Ever seen a spider fall? You’ll find it catches itself by shooting out a substance as strong as steel called dragline silk. Medical research has already shown it to hold potential for use as stitches, artificial tendons and scaffolds for growing ligaments and skin grafts. Harvesting copious amounts of dragline silk from thousands of tiny spiders is an impossibly difficult task. The spider-goat however just requires milking. The milk is then processed to extract the silk, providing a potential source for mass production of Nature’s very own Kevlar.
Mass production is also the goal of micro-organic drug factories. Yeast has long been used to leaven our bread and brew our beers, but its benefits stretch far beyond filling our bellies.

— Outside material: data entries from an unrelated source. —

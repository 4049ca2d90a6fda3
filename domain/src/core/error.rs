//! Domain error types

use thiserror::Error;

/// Domain-level errors
#[derive(Error, Debug)]
pub enum DomainError {
    #[error("Unknown question type: {0}")]
    SchemaNotFound(String),

    #[error("Invalid schema definition: {0}")]
    InvalidSchema(String),

    #[error("Invalid model: {0}")]
    InvalidModel(String),

    #[error("Empty question text")]
    EmptyText,
}
//! Configuration file loader with multi-source merging

use super::file_config::FileConfig;
use figment::{
    Figment,
    providers::{Format, Serialized, Toml},
};
use std::path::PathBuf;

/// Configuration loader that handles file discovery and merging
pub struct ConfigLoader;

impl ConfigLoader {
    /// Load configuration from all sources with proper priority
    ///
    /// Priority (highest to lowest):
    /// 1. Explicit config path (if provided)
    /// 2. Project root: `./examforge.toml` or `./.examforge.toml`
    /// 3. XDG config: `$XDG_CONFIG_HOME/examforge/config.toml`
    /// 4. Fallback: `~/.config/examforge/config.toml`
    /// 5. Default values
    pub fn load(config_path: Option<&PathBuf>) -> Result<FileConfig, Box<figment::Error>> {
        let mut figment = Figment::new().merge(Serialized::defaults(FileConfig::default()));

        // Add global config (XDG or fallback)
        if let Some(global_path) = Self::global_config_path()
            && global_path.exists()
        {
            figment = figment.merge(Toml::file(&global_path));
        }

        // Add project-level config files (check both names)
        for filename in &["examforge.toml", ".examforge.toml"] {
            let path = PathBuf::from(filename);
            if path.exists() {
                figment = figment.merge(Toml::file(&path));
                break;
            }
        }

        // Add explicit config path (highest priority for files)
        if let Some(path) = config_path {
            figment = figment.merge(Toml::file(path));
        }

        figment.extract().map_err(Box::new)
    }

    /// Load only default configuration (for --no-config)
    pub fn load_defaults() -> FileConfig {
        FileConfig::default()
    }

    /// Get the global config file path
    ///
    /// Returns XDG_CONFIG_HOME/examforge/config.toml if set,
    /// otherwise falls back to ~/.config/examforge/config.toml
    pub fn global_config_path() -> Option<PathBuf> {
        dirs::config_dir().map(|d| d.join("examforge").join("config.toml"))
    }

    /// Get the project-level config file path (if it exists)
    pub fn project_config_path() -> Option<PathBuf> {
        for filename in &["examforge.toml", ".examforge.toml"] {
            let path = PathBuf::from(filename);
            if path.exists() {
                return Some(path);
            }
        }
        None
    }

    /// Print the config file locations being used (for debugging)
    pub fn print_config_sources() {
        println!("Configuration sources (in priority order):");

        if let Some(path) = Self::project_config_path() {
            println!("  [FOUND] Project: {}", path.display());
        } else {
            println!("  [     ] Project: ./examforge.toml or ./.examforge.toml");
        }

        if let Some(path) = Self::global_config_path() {
            if path.exists() {
                println!("  [FOUND] Global:  {}", path.display());
            } else {
                println!("  [     ] Global:  {}", path.display());
            }
        }

        println!("  [     ] Default: built-in defaults");
    }
}

#[cfg(test)]
mod tests {
    use super::*;

    #[test]
    fn test_load_defaults() {
        let config = ConfigLoader::load_defaults();
        assert_eq!(config.conversion.default_model, "deepseek-chat");
        assert_eq!(config.conversion.temperature, 0.3);
    }

    #[test]
    fn test_global_config_path_returns_some() {
        // Should return a path (even if file doesn't exist)
        let path = ConfigLoader::global_config_path();
        assert!(path.is_some());
        assert!(path.unwrap().to_string_lossy().contains("examforge"));
    }
}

Biochemical engineer Jay Keasling constructed a unique genetic circuit combining genes from bacteria, plants and yeast. This novel piece of genetic technology, when inserted into yeast, allows them to produce a chemical called artemisinic acid – a vital precursor to the anti-malarial drug artemisinin.
Artemisinin is normally extracted from the plant sweet wormwood, with yields that vary with the weather. It is cheaper however to extract its precursor from these genetically rebooted yeast factories. This yeast-manufactured drug is set to hit the market this year, with hopes of making anti-malarial treatments more affordable in countries that desperately need it.
Affordability is also at the forefront of Keasling’s next biological reboot. If yeast can make drugs, how about bacteria that make jet fuel? With the cost of flights soaring as the world’s oil supplies dry up, micro-organic fuel factories would be a timely salvation. Keasling's experiments have shown the bacterium, E.coli, commonly known to cause stomach upsets, can be genetically hijacked to produce a variety of fuels. Inserting an extra set of genes poached from other bacteria equipped E.coli to churn out chemicals that can be processed into petrol, diesel and jet fuel.
In a far-flung future where jet planes are fuelled by a stomach bug, a laptop made from bacteria would not seem out of place. Early efforts in organic electronics have produced a primitive 96-pixel screen made from electrically sensitive yeast and hard drives made from E.coli chromosomes. The list of products that may sprout from synthetic biology is growing, but are we ready for it?
Strict regulations are in place to ensure that manipulated bacteria are rendered harmless to the human body, that hybrid organisms are kept safely within a lab, and that new drugs or chemicals produced are rigorously tested. It is nonetheless difficult to predict the consequences of such major modifications to biology. With this in mind, synthetic biologists cautiously venture on, and Frankenstein's creation will stay put in the fiction aisle of your local library.